Task inputs section start
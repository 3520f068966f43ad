// docdist: document distance as the angle between word-frequency vectors.
//
// This is the library root. Each module corresponds to one stage of the
// pipeline: text -> frequency table -> angle -> report.

pub mod config;
pub mod document;
pub mod error;
pub mod output;
pub mod pipeline;
pub mod text;
pub mod vector;

pub use error::DistanceError;
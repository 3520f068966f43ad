// Colored terminal output for document stats and the final distance.
//
// Everything printed here goes to stdout; logs go to stderr so the two
// never interleave in a pipe.

use std::f64::consts::FRAC_PI_2;

use colored::Colorize;

use super::{format_angle, truncate_chars};
use crate::document::Document;
use crate::pipeline::compare::Comparison;

/// Longest word shown in the frequency listing before truncation.
const MAX_WORD_DISPLAY: usize = 24;

/// Display one document's line, word, and distinct-word counts.
pub fn display_document(document: &Document, top: usize) {
    println!(
        "File {}: {} lines, {} words, {} distinct words",
        document.label.bold(),
        document.line_count,
        document.word_count,
        document.distinct_words()
    );

    if top == 0 || document.table.is_empty() {
        return;
    }

    for (i, entry) in document.table.most_frequent(top).iter().enumerate() {
        println!(
            "  {:>3}. {:<width$} {:>6}",
            i + 1,
            truncate_chars(&entry.word, MAX_WORD_DISPLAY),
            entry.count,
            width = MAX_WORD_DISPLAY + 3,
        );
    }
}

/// Display both documents followed by the computed distance.
pub fn display_comparison(comparison: &Comparison, precision: usize, top: usize) {
    display_document(&comparison.first, top);
    display_document(&comparison.second, top);

    println!(
        "{}",
        format!("  {} shared words", comparison.shared_words).dimmed()
    );
    println!(
        "The distance between the documents is: {} (radians)",
        colorize_angle(comparison.angle, precision)
    );
}

/// Color the angle by how close the documents are.
fn colorize_angle(angle: f64, precision: usize) -> colored::ColoredString {
    let text = format_angle(angle, precision);
    if angle < FRAC_PI_2 / 4.0 {
        text.green().bold()
    } else if angle < FRAC_PI_2 / 2.0 {
        text.yellow()
    } else {
        text.red()
    }
}
//! The shared camera, detector and recorder behind one lifecycle.
//!
//! `FrameSource` is not internally synchronized. The server holds it behind a
//! mutex and only touches it from blocking threads, since reads, inference
//! and JPEG encoding all block. The detection flag is the exception: it is
//! shared through [`FrameSource::detection_switch`] so it can be read and
//! flipped while a capture holds the lock.

use std::path::{Path, PathBuf};
use std::sync::Arc;
use std::sync::atomic::{AtomicBool, Ordering};

use image::RgbImage;
use tracing::{debug, info, instrument, warn};

use crate::camera::Camera;
use crate::config::{CameraConfig, DetectionConfig};
use crate::detect::{self, Detector};
use crate::error::{CameraError, RecordingError};
use crate::overlay;
use crate::recording::AviWriter;

/// One captured frame with overlays drawn.
#[derive(Debug, Clone)]
pub struct AnnotatedFrame {
    pub image: RgbImage,
    /// Accepted detections; always zero while detection is disabled.
    pub detections: usize,
}

pub struct FrameSource {
    camera: Box<dyn Camera>,
    detector: Box<dyn Detector>,
    camera_config: CameraConfig,
    threshold: f32,
    target_class: usize,
    label: String,
    detection_enabled: Arc<AtomicBool>,
    recording: Option<AviWriter>,
}

impl FrameSource {
    pub fn new(
        camera: Box<dyn Camera>,
        detector: Box<dyn Detector>,
        camera_config: CameraConfig,
        detection: &DetectionConfig,
    ) -> Self {
        Self {
            camera,
            detector,
            camera_config,
            threshold: detection.confidence,
            target_class: detection.target_class,
            label: detection.target_label.clone(),
            detection_enabled: Arc::new(AtomicBool::new(detection.enabled)),
            recording: None,
        }
    }

    /// Open the camera. No-op if already open.
    #[instrument(name = "frame_source::start", skip(self), fields(device = %self.camera_config.device))]
    pub fn start(&mut self) -> Result<(), CameraError> {
        if self.camera.is_open() {
            debug!("Camera already running");
            return Ok(());
        }
        self.camera.open(&self.camera_config)?;
        info!("Camera started ({})", self.camera.name());
        Ok(())
    }

    /// Release the camera and finalize any recording. No-op if stopped.
    #[instrument(name = "frame_source::stop", skip(self))]
    pub fn stop(&mut self) {
        if let Err(e) = self.stop_recording() {
            warn!("Failed to finalize recording on camera stop: {}", e);
        }
        if self.camera.is_open() {
            self.camera.close();
            info!("Camera stopped");
        }
    }

    pub fn is_running(&self) -> bool {
        self.camera.is_open()
    }

    /// Read, detect, annotate and (when recording) persist the next frame.
    ///
    /// Returns `None` when the camera is closed or a read or inference step
    /// fails; the condition is logged and the next call simply tries again.
    pub fn capture_annotated(&mut self) -> Option<AnnotatedFrame> {
        if !self.camera.is_open() {
            return None;
        }

        let mut image = match self.camera.read() {
            Ok(image) => image,
            Err(e) => {
                warn!("Failed to read frame: {}", e);
                return None;
            }
        };

        let enabled = self.detection_enabled();
        let mut count = 0;
        if enabled {
            let raw = match self.detector.detect(&image) {
                Ok(raw) => raw,
                Err(e) => {
                    warn!("Detection failed: {}", e);
                    return None;
                }
            };
            let accepted = detect::accept(raw, self.threshold, self.target_class);
            count = accepted.len();
            overlay::annotate_detections(&mut image, &accepted, &self.label);
        }
        overlay::draw_status(&mut image, enabled, count);

        if let Some(writer) = self.recording.as_mut()
            && let Err(e) = writer.write_frame(&image)
        {
            warn!("Failed to append frame to recording: {}", e);
        }

        Some(AnnotatedFrame {
            image,
            detections: count,
        })
    }

    pub fn set_detection_enabled(&self, enabled: bool) {
        info!("Detection toggled: {}", enabled);
        self.detection_enabled.store(enabled, Ordering::SeqCst);
    }

    pub fn detection_enabled(&self) -> bool {
        self.detection_enabled.load(Ordering::SeqCst)
    }

    /// Handle to the detection flag that does not need the source itself.
    /// Captures read it once, before inference.
    pub fn detection_switch(&self) -> Arc<AtomicBool> {
        Arc::clone(&self.detection_enabled)
    }

    pub fn is_recording(&self) -> bool {
        self.recording.is_some()
    }

    /// Begin recording to `path`.
    ///
    /// Returns `Ok(false)` without touching the filesystem if a recording is
    /// already in progress.
    pub fn start_recording(&mut self, path: &Path) -> Result<bool, RecordingError> {
        if self.recording.is_some() {
            debug!("Recording already in progress");
            return Ok(false);
        }
        let writer = AviWriter::create(
            path,
            self.camera_config.width,
            self.camera_config.height,
            self.camera_config.fps,
        )?;
        info!("Recording started: {}", path.display());
        self.recording = Some(writer);
        Ok(true)
    }

    /// Finalize the current recording, returning its path, or `None` if
    /// nothing was being recorded.
    pub fn stop_recording(&mut self) -> Result<Option<PathBuf>, RecordingError> {
        let Some(writer) = self.recording.take() else {
            return Ok(None);
        };
        let frames = writer.frame_count();
        let path = writer.finish()?;
        info!("Recording stopped: {} ({} frames)", path.display(), frames);
        Ok(Some(path))
    }
}
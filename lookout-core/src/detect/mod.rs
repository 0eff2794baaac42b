//! Object detection behind a narrow interface.
//!
//! A [`Detector`] turns an RGB frame into a list of scored boxes. Which
//! detections are drawn and counted is decided here by [`accept`], not by the
//! backend: only the target class is kept, and only scores strictly greater
//! than the threshold pass.

mod backends;

use image::RgbImage;

use crate::config::{DetectionConfig, DetectorKind};
use crate::error::DetectError;

pub use backends::{MockDetector, StubDetector};
#[cfg(feature = "backend-tract")]
pub use backends::TractDetector;

/// Box corners in frame pixel coordinates.
#[derive(Clone, Copy, Debug, PartialEq)]
pub struct BoundingBox {
    pub x1: f32,
    pub y1: f32,
    pub x2: f32,
    pub y2: f32,
}

impl BoundingBox {
    pub fn new(x1: f32, y1: f32, x2: f32, y2: f32) -> Self {
        Self { x1, y1, x2, y2 }
    }

    pub fn area(&self) -> f32 {
        (self.x2 - self.x1).max(0.0) * (self.y2 - self.y1).max(0.0)
    }

    /// Intersection over union with another box.
    pub fn iou(&self, other: &BoundingBox) -> f32 {
        let ix = (self.x2.min(other.x2) - self.x1.max(other.x1)).max(0.0);
        let iy = (self.y2.min(other.y2) - self.y1.max(other.y1)).max(0.0);
        let intersection = ix * iy;
        let union = self.area() + other.area() - intersection;
        if union <= 0.0 {
            0.0
        } else {
            intersection / union
        }
    }
}

#[derive(Clone, Debug, PartialEq)]
pub struct Detection {
    pub bbox: BoundingBox,
    pub confidence: f32,
    pub class_id: usize,
}

impl Detection {
    pub fn new(bbox: BoundingBox, confidence: f32, class_id: usize) -> Self {
        Self {
            bbox,
            confidence,
            class_id,
        }
    }
}

/// A pretrained detection model treated as a black box.
pub trait Detector: Send {
    /// Backend identifier.
    fn name(&self) -> &'static str;

    /// Run the model on a frame. Implementations must not retain the image.
    fn detect(&mut self, image: &RgbImage) -> Result<Vec<Detection>, DetectError>;
}

/// Keep detections of `target_class` scoring strictly above `threshold`.
pub fn accept(detections: Vec<Detection>, threshold: f32, target_class: usize) -> Vec<Detection> {
    detections
        .into_iter()
        .filter(|d| d.class_id == target_class && d.confidence > threshold)
        .collect()
}

/// Load the configured detector.
///
/// Failure here is fatal for the server: there is no useful fallback when the
/// requested model cannot be loaded.
pub fn build_detector(config: &DetectionConfig) -> Result<Box<dyn Detector>, DetectError> {
    match config.backend {
        DetectorKind::Stub => Ok(Box::new(StubDetector::new(config.target_class))),
        DetectorKind::Tract => build_tract(config),
    }
}

#[cfg(feature = "backend-tract")]
fn build_tract(config: &DetectionConfig) -> Result<Box<dyn Detector>, DetectError> {
    let path = config
        .model_path
        .as_ref()
        .ok_or_else(|| DetectError::MissingModel("tract".to_string()))?;
    let detector =
        TractDetector::load(path, config.confidence)?.with_classes(vec![config.target_class]);
    Ok(Box::new(detector))
}

#[cfg(not(feature = "backend-tract"))]
fn build_tract(_config: &DetectionConfig) -> Result<Box<dyn Detector>, DetectError> {
    Err(DetectError::BackendUnavailable("tract".to_string()))
}

#[cfg(test)]
mod tests {
    use super::*;

    fn det(confidence: f32, class_id: usize) -> Detection {
        Detection::new(BoundingBox::new(0.0, 0.0, 10.0, 10.0), confidence, class_id)
    }

    #[test]
    fn threshold_is_strictly_greater_than() {
        let kept = accept(vec![det(0.5, 0), det(0.51, 0)], 0.5, 0);
        assert_eq!(kept.len(), 1);
        assert_eq!(kept[0].confidence, 0.51);
    }

    #[test]
    fn other_classes_are_discarded() {
        let kept = accept(vec![det(0.9, 2), det(0.9, 0)], 0.5, 0);
        assert_eq!(kept, vec![det(0.9, 0)]);
    }

    #[test]
    fn iou_of_identical_boxes_is_one() {
        let a = BoundingBox::new(0.0, 0.0, 10.0, 10.0);
        assert!((a.iou(&a) - 1.0).abs() < f32::EPSILON);
    }

    #[test]
    fn iou_of_disjoint_boxes_is_zero() {
        let a = BoundingBox::new(0.0, 0.0, 10.0, 10.0);
        let b = BoundingBox::new(20.0, 20.0, 30.0, 30.0);
        assert_eq!(a.iou(&b), 0.0);
    }

    #[test]
    fn stub_backend_builds_without_model() {
        let detector = build_detector(&DetectionConfig::default()).unwrap();
        assert_eq!(detector.name(), "stub");
    }

    #[cfg(not(feature = "backend-tract"))]
    #[test]
    fn tract_backend_is_unavailable_without_feature() {
        let config = DetectionConfig {
            backend: DetectorKind::Tract,
            ..DetectionConfig::default()
        };
        assert!(matches!(
            build_detector(&config),
            Err(DetectError::BackendUnavailable(_))
        ));
    }
}
use anyhow::Result;
use clap::{Parser, Subcommand};
use tracing_subscriber::EnvFilter;

mod commands;
mod config;

#[derive(Parser)]
#[command(name = "lookout", about = "Shared webcam viewer with live object detection")]
#[command(version, propagate_version = true)]
struct Cli {
    #[command(subcommand)]
    command: Commands,

    /// Verbose output
    #[arg(short, long, global = true)]
    verbose: bool,
}

#[derive(Subcommand)]
enum Commands {
    /// Manage configuration
    Config(commands::config::ConfigArgs),
    /// Run the viewer server
    Serve(commands::serve::ServeArgs),
}

#[tokio::main]
async fn main() -> Result<()> {
    let cli = Cli::parse();

    let default_level = if cli.verbose { "debug" } else { "info" };
    let filter =
        EnvFilter::try_from_default_env().unwrap_or_else(|_| EnvFilter::new(default_level));
    tracing_subscriber::fmt().with_env_filter(filter).init();

    match cli.command {
        Commands::Config(args) => commands::config::run(args),
        Commands::Serve(args) => commands::serve::run(args).await,
    }
}
//! YOLO-style ONNX detector on tract.
//!
//! Expects a single-image model with input `1x3xSxS` (RGB, 0..1) and output
//! `1x(4+C)xN`, where each of the N columns holds `cx, cy, w, h` in input
//! pixels followed by one score per class. This is the layout exported by
//! YOLOv8.

use std::path::Path;

use image::RgbImage;
use image::imageops::{self, FilterType};
use tract_onnx::prelude::*;

use crate::detect::{BoundingBox, Detection, Detector};
use crate::error::DetectError;

/// Square input size the model is compiled for.
const INPUT_SIZE: u32 = 640;

/// Overlap above which the weaker of two boxes is suppressed.
const NMS_IOU: f32 = 0.45;

pub struct TractDetector {
    model: TypedRunnableModel<TypedModel>,
    confidence: f32,
    classes: Option<Vec<usize>>,
}

impl TractDetector {
    /// Load and optimize an ONNX model from disk.
    pub fn load<P: AsRef<Path>>(model_path: P, confidence: f32) -> Result<Self, DetectError> {
        let model_path = model_path.as_ref();
        let load_error = |reason: String| DetectError::ModelLoad {
            path: model_path.to_path_buf(),
            reason,
        };

        let model = tract_onnx::onnx()
            .model_for_path(model_path)
            .map_err(|e| load_error(e.to_string()))?
            .with_input_fact(
                0,
                f32::fact([1, 3, INPUT_SIZE as usize, INPUT_SIZE as usize]).into(),
            )
            .map_err(|e| load_error(format!("failed to set input fact: {e}")))?
            .into_optimized()
            .map_err(|e| load_error(format!("failed to optimize model: {e}")))?
            .into_runnable()
            .map_err(|e| load_error(format!("failed to build runnable model: {e}")))?;

        Ok(Self {
            model,
            confidence,
            classes: None,
        })
    }

    /// Restrict results to the given class indices.
    pub fn with_classes(mut self, classes: Vec<usize>) -> Self {
        self.classes = Some(classes);
        self
    }

    fn build_input(&self, image: &RgbImage) -> Tensor {
        let resized = imageops::resize(image, INPUT_SIZE, INPUT_SIZE, FilterType::Triangle);
        let size = INPUT_SIZE as usize;
        tract_ndarray::Array4::from_shape_fn((1, 3, size, size), |(_, channel, y, x)| {
            resized.get_pixel(x as u32, y as u32)[channel] as f32 / 255.0
        })
        .into_tensor()
    }

    fn wants_class(&self, class_id: usize) -> bool {
        self.classes
            .as_ref()
            .is_none_or(|classes| classes.contains(&class_id))
    }
}

impl Detector for TractDetector {
    fn name(&self) -> &'static str {
        "tract"
    }

    fn detect(&mut self, image: &RgbImage) -> Result<Vec<Detection>, DetectError> {
        let input = self.build_input(image);
        let outputs = self
            .model
            .run(tvec!(input.into()))
            .map_err(|e| DetectError::Inference(e.to_string()))?;
        let output = outputs
            .first()
            .ok_or_else(|| DetectError::Inference("model produced no outputs".to_string()))?;
        let view = output
            .to_array_view::<f32>()
            .map_err(|e| DetectError::Inference(e.to_string()))?
            .into_dimensionality::<tract_ndarray::Ix3>()
            .map_err(|e| DetectError::Inference(format!("unexpected output shape: {e}")))?;

        let (_, rows, columns) = view.dim();
        if rows <= 4 {
            return Err(DetectError::Inference(format!(
                "output has {rows} rows, expected box plus class scores"
            )));
        }

        let scale_x = image.width() as f32 / INPUT_SIZE as f32;
        let scale_y = image.height() as f32 / INPUT_SIZE as f32;

        let mut candidates = Vec::new();
        for column in 0..columns {
            let (class_id, score) = (4..rows)
                .map(|row| (row - 4, view[[0, row, column]]))
                .filter(|(class_id, _)| self.wants_class(*class_id))
                .fold((0, f32::NEG_INFINITY), |best, item| {
                    if item.1 > best.1 { item } else { best }
                });
            if score <= self.confidence {
                continue;
            }

            let cx = view[[0, 0, column]];
            let cy = view[[0, 1, column]];
            let w = view[[0, 2, column]];
            let h = view[[0, 3, column]];
            let bbox = BoundingBox::new(
                (cx - w / 2.0) * scale_x,
                (cy - h / 2.0) * scale_y,
                (cx + w / 2.0) * scale_x,
                (cy + h / 2.0) * scale_y,
            );
            candidates.push(Detection::new(bbox, score, class_id));
        }

        Ok(non_max_suppression(candidates, NMS_IOU))
    }
}

/// Greedy per-class NMS, highest score first.
fn non_max_suppression(mut candidates: Vec<Detection>, iou: f32) -> Vec<Detection> {
    candidates.sort_by(|a, b| b.confidence.total_cmp(&a.confidence));
    let mut kept: Vec<Detection> = Vec::new();
    for candidate in candidates {
        let overlaps = kept
            .iter()
            .any(|k| k.class_id == candidate.class_id && k.bbox.iou(&candidate.bbox) > iou);
        if !overlaps {
            kept.push(candidate);
        }
    }
    kept
}
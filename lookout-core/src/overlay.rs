//! Drawing boxes, labels and the status line onto frames.
//!
//! Text uses a built-in 5x7 bitmap font covering digits, ASCII letters
//! (lowercase is drawn as uppercase) and the punctuation the overlay needs.
//! Anything else is drawn as a blank cell.

use image::{Rgb, RgbImage};

use crate::detect::{BoundingBox, Detection};

pub const BOX_COLOR: Rgb<u8> = Rgb([0, 255, 0]);
pub const STATUS_COLOR: Rgb<u8> = Rgb([255, 255, 0]);

const BOX_THICKNESS: u32 = 2;
const GLYPH_WIDTH: u32 = 5;
const GLYPH_HEIGHT: u32 = 7;
const LABEL_SCALE: u32 = 2;
const STATUS_SCALE: u32 = 2;
const STATUS_ORIGIN: (i64, i64) = (10, 10);

/// Text shown in the top-left corner of every frame.
pub fn status_text(detection_enabled: bool, count: usize) -> String {
    if detection_enabled {
        format!("Detection: ON | Detected: {count}")
    } else {
        "Detection: OFF | Detected: 0".to_string()
    }
}

/// Label drawn above the `index`-th (1-based) accepted detection.
pub fn detection_label(label: &str, index: usize, confidence: f32) -> String {
    format!("{label} {index}: {confidence:.2}")
}

/// Draw one box and label per detection, in order.
pub fn annotate_detections(image: &mut RgbImage, detections: &[Detection], label: &str) {
    for (i, detection) in detections.iter().enumerate() {
        draw_box(image, &detection.bbox, BOX_COLOR);
        let text = detection_label(label, i + 1, detection.confidence);
        let text_height = (GLYPH_HEIGHT * LABEL_SCALE) as i64;
        let x = detection.bbox.x1 as i64;
        let y = (detection.bbox.y1 as i64 - 10 - text_height).max(0);
        draw_text(image, &text, x, y, LABEL_SCALE, BOX_COLOR);
    }
}

pub fn draw_status(image: &mut RgbImage, detection_enabled: bool, count: usize) {
    let text = status_text(detection_enabled, count);
    draw_text(
        image,
        &text,
        STATUS_ORIGIN.0,
        STATUS_ORIGIN.1,
        STATUS_SCALE,
        STATUS_COLOR,
    );
}

/// Hollow rectangle, clipped to the frame.
pub fn draw_box(image: &mut RgbImage, bbox: &BoundingBox, color: Rgb<u8>) {
    let x1 = bbox.x1.round() as i64;
    let y1 = bbox.y1.round() as i64;
    let x2 = bbox.x2.round() as i64;
    let y2 = bbox.y2.round() as i64;
    let t = BOX_THICKNESS as i64;

    fill_rect(image, x1, y1, x2, y1 + t, color);
    fill_rect(image, x1, y2 - t, x2, y2, color);
    fill_rect(image, x1, y1, x1 + t, y2, color);
    fill_rect(image, x2 - t, y1, x2, y2, color);
}

/// Render `text` with its top-left corner at (`x`, `y`).
pub fn draw_text(image: &mut RgbImage, text: &str, x: i64, y: i64, scale: u32, color: Rgb<u8>) {
    let scale = scale.max(1) as i64;
    let advance = (GLYPH_WIDTH as i64 + 1) * scale;

    for (i, ch) in text.chars().enumerate() {
        let origin_x = x + i as i64 * advance;
        let rows = glyph(ch);
        for (row, bits) in rows.iter().enumerate() {
            for col in 0..GLYPH_WIDTH as i64 {
                if bits & (1 << (GLYPH_WIDTH as i64 - 1 - col)) == 0 {
                    continue;
                }
                let px = origin_x + col * scale;
                let py = y + row as i64 * scale;
                fill_rect(image, px, py, px + scale, py + scale, color);
            }
        }
    }
}

/// Fill the half-open rectangle [x1, x2) x [y1, y2), clipped to the frame.
fn fill_rect(image: &mut RgbImage, x1: i64, y1: i64, x2: i64, y2: i64, color: Rgb<u8>) {
    let (width, height) = (image.width() as i64, image.height() as i64);
    let (x1, x2) = (x1.clamp(0, width), x2.clamp(0, width));
    let (y1, y2) = (y1.clamp(0, height), y2.clamp(0, height));
    for y in y1..y2 {
        for x in x1..x2 {
            image.put_pixel(x as u32, y as u32, color);
        }
    }
}

fn glyph(ch: char) -> [u8; 7] {
    match ch.to_ascii_uppercase() {
        'A' => [0x0E, 0x11, 0x11, 0x1F, 0x11, 0x11, 0x11],
        'B' => [0x1E, 0x11, 0x11, 0x1E, 0x11, 0x11, 0x1E],
        'C' => [0x0E, 0x11, 0x10, 0x10, 0x10, 0x11, 0x0E],
        'D' => [0x1E, 0x11, 0x11, 0x11, 0x11, 0x11, 0x1E],
        'E' => [0x1F, 0x10, 0x10, 0x1E, 0x10, 0x10, 0x1F],
        'F' => [0x1F, 0x10, 0x10, 0x1E, 0x10, 0x10, 0x10],
        'G' => [0x0E, 0x11, 0x10, 0x17, 0x11, 0x11, 0x0F],
        'H' => [0x11, 0x11, 0x11, 0x1F, 0x11, 0x11, 0x11],
        'I' => [0x0E, 0x04, 0x04, 0x04, 0x04, 0x04, 0x0E],
        'J' => [0x07, 0x02, 0x02, 0x02, 0x02, 0x12, 0x0C],
        'K' => [0x11, 0x12, 0x14, 0x18, 0x14, 0x12, 0x11],
        'L' => [0x10, 0x10, 0x10, 0x10, 0x10, 0x10, 0x1F],
        'M' => [0x11, 0x1B, 0x15, 0x15, 0x11, 0x11, 0x11],
        'N' => [0x11, 0x11, 0x19, 0x15, 0x13, 0x11, 0x11],
        'O' => [0x0E, 0x11, 0x11, 0x11, 0x11, 0x11, 0x0E],
        'P' => [0x1E, 0x11, 0x11, 0x1E, 0x10, 0x10, 0x10],
        'Q' => [0x0E, 0x11, 0x11, 0x11, 0x15, 0x12, 0x0D],
        'R' => [0x1E, 0x11, 0x11, 0x1E, 0x14, 0x12, 0x11],
        'S' => [0x0F, 0x10, 0x10, 0x0E, 0x01, 0x01, 0x1E],
        'T' => [0x1F, 0x04, 0x04, 0x04, 0x04, 0x04, 0x04],
        'U' => [0x11, 0x11, 0x11, 0x11, 0x11, 0x11, 0x0E],
        'V' => [0x11, 0x11, 0x11, 0x11, 0x11, 0x0A, 0x04],
        'W' => [0x11, 0x11, 0x11, 0x15, 0x15, 0x15, 0x0A],
        'X' => [0x11, 0x11, 0x0A, 0x04, 0x0A, 0x11, 0x11],
        'Y' => [0x11, 0x11, 0x11, 0x0A, 0x04, 0x04, 0x04],
        'Z' => [0x1F, 0x01, 0x02, 0x04, 0x08, 0x10, 0x1F],
        '0' => [0x0E, 0x11, 0x13, 0x15, 0x19, 0x11, 0x0E],
        '1' => [0x04, 0x0C, 0x04, 0x04, 0x04, 0x04, 0x0E],
        '2' => [0x0E, 0x11, 0x01, 0x02, 0x04, 0x08, 0x1F],
        '3' => [0x1F, 0x02, 0x04, 0x02, 0x01, 0x11, 0x0E],
        '4' => [0x02, 0x06, 0x0A, 0x12, 0x1F, 0x02, 0x02],
        '5' => [0x1F, 0x10, 0x1E, 0x01, 0x01, 0x11, 0x0E],
        '6' => [0x06, 0x08, 0x10, 0x1E, 0x11, 0x11, 0x0E],
        '7' => [0x1F, 0x01, 0x02, 0x04, 0x08, 0x08, 0x08],
        '8' => [0x0E, 0x11, 0x11, 0x0E, 0x11, 0x11, 0x0E],
        '9' => [0x0E, 0x11, 0x11, 0x0F, 0x01, 0x02, 0x0C],
        ':' => [0x00, 0x0C, 0x0C, 0x00, 0x0C, 0x0C, 0x00],
        '.' => [0x00, 0x00, 0x00, 0x00, 0x00, 0x0C, 0x0C],
        '|' => [0x04, 0x04, 0x04, 0x04, 0x04, 0x04, 0x04],
        '-' => [0x00, 0x00, 0x00, 0x1F, 0x00, 0x00, 0x00],
        _ => [0; 7],
    }
}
Task inputs section end
▶ [Exercise description]: In the lines above, find the word "followed" and copy each line that contains it.

▶ [Expected answer]:
/// Display both documents followed by the computed distance.
//! pixels followed by one score per class. This is the layout exported by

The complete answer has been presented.